J.C. Penney Co. Inc. (NYSE: JCP), once left for dead among a string of large retailers that continue to shrink and fight for survival, has impressed Wall Street this year. Its share price is higher by 27% to $8.48, a dip from August, but still impressive.
J.C. Penney’s shares have outrun those of larger Wal-Mart and Amazon, which are each up 15% this year.
While J.C. Penney turned in weak numbers for September, investors still expect the critical holiday season will be strong.
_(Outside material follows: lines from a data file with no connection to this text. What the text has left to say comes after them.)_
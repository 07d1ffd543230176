//! The serialized request queue (C5): a single-producer-multi-caller FIFO
//! with at-most-one in-flight request per database.
//!
//! Submissions are type-erased as a boxed future that, once polled to
//! completion by the worker task, delivers its (typed) result over its own
//! `oneshot` channel. The queue itself only ever stores
//! `Pin<Box<dyn Future<Output = ()> + Send>>`, so callers of differing
//! return types share one FIFO without any `dyn Any` downcasting.

use std::collections::VecDeque;
use std::future::Future;
use std::pin::Pin;
use std::sync::atomic::{AtomicBool, AtomicUsize, Ordering};
use std::sync::{Arc, Mutex};
use std::time::Duration;

use tokio::sync::oneshot;

use crate::error::{Error, RateLimiter, Result};
use crate::logging;

type Job = Pin<Box<dyn Future<Output = ()> + Send>>;

struct Inner {
    queue: Mutex<VecDeque<Job>>,
    /// 1 while the worker is between popping a job and delivering its
    /// result; 0 otherwise. Counted against `max_pending` alongside the
    /// waiting queue, so a single long-running request still occupies a
    /// capacity slot for as long as it executes.
    in_flight: AtomicUsize,
    running: AtomicBool,
    overflow_signaled: AtomicBool,
    max_pending: usize,
    time_between_requests: Duration,
    rate_limiter: Arc<RateLimiter>,
}

/// Configuration for a [`RequestQueue`], sourced from the builder
/// configuration keys `time_between_requests_millis` / `max_requests_pending`.
#[derive(Debug, Clone, Copy)]
pub struct QueueConfig {
    pub time_between_requests: Duration,
    pub max_pending: usize,
}

impl Default for QueueConfig {
    fn default() -> Self {
        Self {
            time_between_requests: Duration::from_millis(500),
            max_pending: 500,
        }
    }
}

/// The FIFO described by C5. Cheap to clone (an `Arc` handle).
#[derive(Clone)]
pub struct RequestQueue {
    inner: Arc<Inner>,
}

impl RequestQueue {
    pub fn new(config: QueueConfig, rate_limiter: Arc<RateLimiter>) -> Self {
        Self {
            inner: Arc::new(Inner {
                queue: Mutex::new(VecDeque::new()),
                in_flight: AtomicUsize::new(0),
                running: AtomicBool::new(false),
                overflow_signaled: AtomicBool::new(false),
                max_pending: config.max_pending.max(1),
                time_between_requests: config.time_between_requests,
                rate_limiter,
            }),
        }
    }

    /// Requests currently waiting or executing.
    pub fn pending(&self) -> usize {
        self.inner.queue.lock().unwrap().len() + self.inner.in_flight.load(Ordering::SeqCst)
    }

    /// Submits a request. Returns:
    /// - `Ok(Some(value))` once the worker has executed it,
    /// - `Err(e)` if the request's executor failed, or if this is the
    ///   first submission to observe the queue at capacity (`Overflow`,
    ///   surfaced once per overflow episode, per §4.4),
    /// - `Ok(None)` if the queue was still full when this call arrived but
    ///   `Overflow` had already been raised for the current episode (the
    ///   cancelled/null marker).
    pub async fn submit<F, T>(&self, operation: &str, executor: F) -> Result<Option<T>>
    where
        F: Future<Output = Result<T>> + Send + 'static,
        T: Send + 'static,
    {
        let (tx, rx) = oneshot::channel::<Result<T>>();

        {
            let mut queue = self.inner.queue.lock().unwrap();
            let pending = queue.len() + self.inner.in_flight.load(Ordering::SeqCst);
            if pending >= self.inner.max_pending {
                logging::warn_ratelimited(
                    &self.inner.rate_limiter,
                    &format!("queue overflow on '{operation}'; at capacity ({} pending)", self.inner.max_pending),
                );
                return if !self.inner.overflow_signaled.swap(true, Ordering::SeqCst) {
                    Err(Error::Overflow {
                        operation: operation.to_string(),
                        max_pending: self.inner.max_pending,
                    })
                } else {
                    Ok(None)
                };
            }

            self.inner.overflow_signaled.store(false, Ordering::SeqCst);

            let job: Job = Box::pin(async move {
                let result = executor.await;
                let _ = tx.send(result);
            });
            queue.push_back(job);
        }

        self.spawn_worker_if_idle();

        match rx.await {
            Ok(result) => result.map(Some),
            Err(_) => Ok(None),
        }
    }

    fn spawn_worker_if_idle(&self) {
        if self.inner.running.swap(true, Ordering::SeqCst) {
            return;
        }
        let inner = Arc::clone(&self.inner);
        tokio::spawn(async move {
            loop {
                let job = {
                    let mut queue = inner.queue.lock().unwrap();
                    let job = queue.pop_front();
                    if job.is_some() {
                        inner.in_flight.store(1, Ordering::SeqCst);
                    }
                    job
                };
                let Some(job) = job else {
                    inner.running.store(false, Ordering::SeqCst);
                    return;
                };
                job.await;
                inner.in_flight.store(0, Ordering::SeqCst);
                tokio::time::sleep(inner.time_between_requests).await;
            }
        });
    }
}

#[cfg(test)]
mod tests {
    use super::*;

    fn fast_queue(max_pending: usize) -> RequestQueue {
        RequestQueue::new(
            QueueConfig {
                time_between_requests: Duration::from_millis(1),
                max_pending,
            },
            Arc::new(RateLimiter::default()),
        )
    }

    #[tokio::test]
    async fn submissions_complete_in_submission_order() {
        let queue = fast_queue(10);
        let order = Arc::new(Mutex::new(Vec::new()));

        let mut handles = Vec::new();
        for i in 0..5 {
            let queue = queue.clone();
            let order = Arc::clone(&order);
            handles.push(tokio::spawn(async move {
                queue
                    .submit("test", async move {
                        order.lock().unwrap().push(i);
                        Ok::<_, Error>(i)
                    })
                    .await
            }));
        }
        for h in handles {
            h.await.unwrap().unwrap();
        }
        assert_eq!(*order.lock().unwrap(), vec![0, 1, 2, 3, 4]);
    }

    #[tokio::test]
    async fn overflow_raises_once_then_cancels_while_full() {
        let queue = fast_queue(3);
        let gate = Arc::new(tokio::sync::Notify::new());

        // Request 1 occupies the sole in-flight slot by blocking on `gate`.
        let blocking = {
            let queue = queue.clone();
            let gate = Arc::clone(&gate);
            tokio::spawn(async move {
                queue
                    .submit("test", async move {
                        gate.notified().await;
                        Ok::<_, Error>(())
                    })
                    .await
            })
        };
        // Let the worker pick request 1 up so `in_flight` is set.
        tokio::time::sleep(Duration::from_millis(20)).await;
        assert_eq!(queue.pending(), 1);

        // Requests 2 and 3 fill the remaining capacity without executing
        // (the worker is blocked on request 1).
        let second = tokio::spawn({
            let queue = queue.clone();
            async move { queue.submit("test", async { Ok::<_, Error>(()) }).await }
        });
        let third = tokio::spawn({
            let queue = queue.clone();
            async move { queue.submit("test", async { Ok::<_, Error>(()) }).await }
        });
        tokio::time::sleep(Duration::from_millis(20)).await;
        assert_eq!(queue.pending(), 3);

        // Request 4 observes the queue at capacity: first overflow.
        let overflow = queue.submit("test", async { Ok::<_, Error>(()) }).await;
        assert!(matches!(overflow, Err(Error::Overflow { .. })));

        // Request 5, while still full, is cancelled rather than re-raising.
        let cancelled = queue.submit("test", async { Ok::<_, Error>(()) }).await;
        assert!(matches!(cancelled, Ok(None)));

        gate.notify_one();
        blocking.await.unwrap().unwrap();
        second.await.unwrap().unwrap();
        third.await.unwrap().unwrap();

        // Once drained, submissions proceed normally again.
        let recovered = queue.submit("test", async { Ok::<_, Error>(()) }).await;
        assert!(matches!(recovered, Ok(Some(()))));
    }

    #[tokio::test]
    async fn worker_restarts_after_draining() {
        let queue = fast_queue(10);
        let counter = Arc::new(AtomicUsize::new(0));

        for _ in 0..3 {
            let counter = Arc::clone(&counter);
            queue
                .submit("test", async move {
                    counter.fetch_add(1, Ordering::SeqCst);
                    Ok::<_, Error>(())
                })
                .await
                .unwrap();
        }
        assert_eq!(counter.load(Ordering::SeqCst), 3);
        assert_eq!(queue.pending(), 0);

        queue.submit("test", async { Ok::<_, Error>(()) }).await.unwrap();
    }
}
//! Backend drivers (C8): per-backend implementations of open/close, DDL,
//! CRUD, upsert, and column-listing, behind the common [`Driver`] trait so
//! the table façade (C9) and request queue (C5) never need to know which
//! backend is active.

pub mod mongo;
pub mod mysql;
pub mod sqlite;

use std::sync::Arc;

use async_trait::async_trait;

use crate::connection::ConnectionStateMachine;
use crate::error::Result;
use crate::field::Field;
use crate::query::Query;
use crate::record::RecordDescriptor;
use crate::types::Backend;
use crate::value::RecordSection;

/// The per-backend capability surface consumed by [`crate::table::Table`].
///
/// A "table-selection" in the distilled spec's terms is simply the
/// `(table, descriptor)` pair a façade call passes in; the façade builds a
/// fresh one on every call rather than caching it (§4.8), so there is no
/// separate `TableSelection` type here.
#[async_trait]
pub trait Driver: Send + Sync {
    fn backend(&self) -> Backend;

    fn state(&self) -> &ConnectionStateMachine;

    /// A cloned handle to the same state machine, for callers (the database
    /// façade) that need to drive `connect_async`/`disconnect_async`, both
    /// of which require an owned `Arc` receiver.
    fn state_arc(&self) -> Arc<ConnectionStateMachine>;

    /// Opens the native handle, per the connection state machine (§4.5).
    async fn open(&self) -> Result<()>;

    /// Closes the native handle.
    async fn close(&self) -> Result<()>;

    /// Drops the whole database/file (never a single table — the library
    /// never emits `DROP TABLE`, per §6).
    async fn drop_database(&self) -> Result<()>;

    async fn has_table(&self, table: &str) -> Result<bool>;

    async fn list_columns(&self, table: &str, descriptor: &RecordDescriptor) -> Result<Vec<String>>;

    async fn create_table(&self, table: &str, descriptor: &RecordDescriptor) -> Result<()>;

    async fn add_column(&self, table: &str, field: &Field) -> Result<()>;

    async fn find_first(
        &self,
        table: &str,
        descriptor: &RecordDescriptor,
        query: &Query,
    ) -> Result<Option<RecordSection>>;

    async fn find_all(
        &self,
        table: &str,
        descriptor: &RecordDescriptor,
        query: &Query,
    ) -> Result<Vec<RecordSection>>;

    async fn count(&self, table: &str, descriptor: &RecordDescriptor, query: &Query) -> Result<u64>;

    /// Insert-or-update keyed on primary-field equality (§4.7): looks up
    /// the record by its primary fields and either inserts or updates.
    async fn insert_or_update(
        &self,
        table: &str,
        descriptor: &RecordDescriptor,
        values: &[(String, crate::value::Value)],
    ) -> Result<()>;

    async fn delete_all(&self, table: &str, descriptor: &RecordDescriptor, query: &Query) -> Result<bool>;
}
//! A uniform typed-record storage API over SQLite, MySQL, and MongoDB.
//!
//! Application code declares a record type by implementing [`Record`] and
//! describing its fields via [`RecordDescriptor`], binds it to a live
//! [`Database`] through [`Table`], and from then on only ever calls
//! `find_first`/`find_all`/`count`/`insert_or_update`/`delete_all` —
//! without branching on which backend is actually configured.
//!
//! ```no_run
//! use polystore::{ConfigSection, DatabaseBuilder};
//!
//! # async fn run() -> polystore::Result<()> {
//! let section = ConfigSection::from_pairs([
//!     ("sqlite.enabled", true.into()),
//!     ("sqlite.path", "./data.db".into()),
//! ])?;
//! let database = DatabaseBuilder::build(&section).await?;
//! database.connect().await?;
//! # Ok(())
//! # }
//! ```

pub mod backend;
pub mod config;
pub mod connection;
pub mod database;
pub mod error;
pub mod field;
pub mod logging;
pub mod query;
pub mod queue;
pub mod record;
pub mod schema;
pub mod table;
pub mod types;
pub mod value;

pub use backend::Driver;
pub use config::{ConfigSection, Section};
pub use connection::{ConnectionState, ReconnectPolicy};
pub use database::{Database, DatabaseBuilder};
pub use error::{Error, Result};
pub use field::{Field, FieldKind, ForeignRef, Size};
pub use query::{Comparator, OrderBy, Query};
pub use record::{PrimaryPool, Record, RecordDescriptor, RecordDescriptorBuilder};
pub use table::Table;
pub use types::{Backend, DataType, Wire};
pub use value::{RecordSection, Value};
When J.C. Penney posted earnings for the period that ended April 30, it promised the 2016 calendar year would be strong. CEO Marvin R. Ellison, said:
While our first quarter sales were below our expectations, we are maintaining our annual comp guidance of 3 % to 4 % as a result of the positive nature of our recent sales trends, the strength of our Sephora business and our decision to accelerate our appliance rollout. However, we are lowering our full year gross margin guidance to a 10 to 30 basis points increase for the year, reflecting the rollout of appliances and the rapid growth of our online business. Having said that, we remain confident that our turnaround remains on track, and we are excited about our 2016 sales drivers including new Sephora locations, Center Core enhancements and our nationwide rollout of major appliances announced earlier this week. Accordingly, we are reaffirming our $1 billion in EBITDA for 2016.
In the July quarter, J.C. Penney affirmed that guidance again:
J. C. Penney Company, Inc. announced financial results for its second quarter ended July 30, 2016. Comparable sales increased 2.2 % for the second quarter, delivering a two-year stack of 6.3%. Net loss improved 52% to $(56) million versus the prior year.
Marvin R. Ellison, chairman and chief executive officer, said, “We are pleased with the sequential improvement we achieved throughout the second quarter, and our solid performance across all key metrics is encouraging. We exceeded our profitability expectations, achieving an $85 million or 59 % increase in EBITDA to $229 million for the quarter. We are continuing to win market share and improve the bottom line of our business thanks to the commitment and hard work of our over 100,000 associates.”
Most retailers would be elated to grow so fast.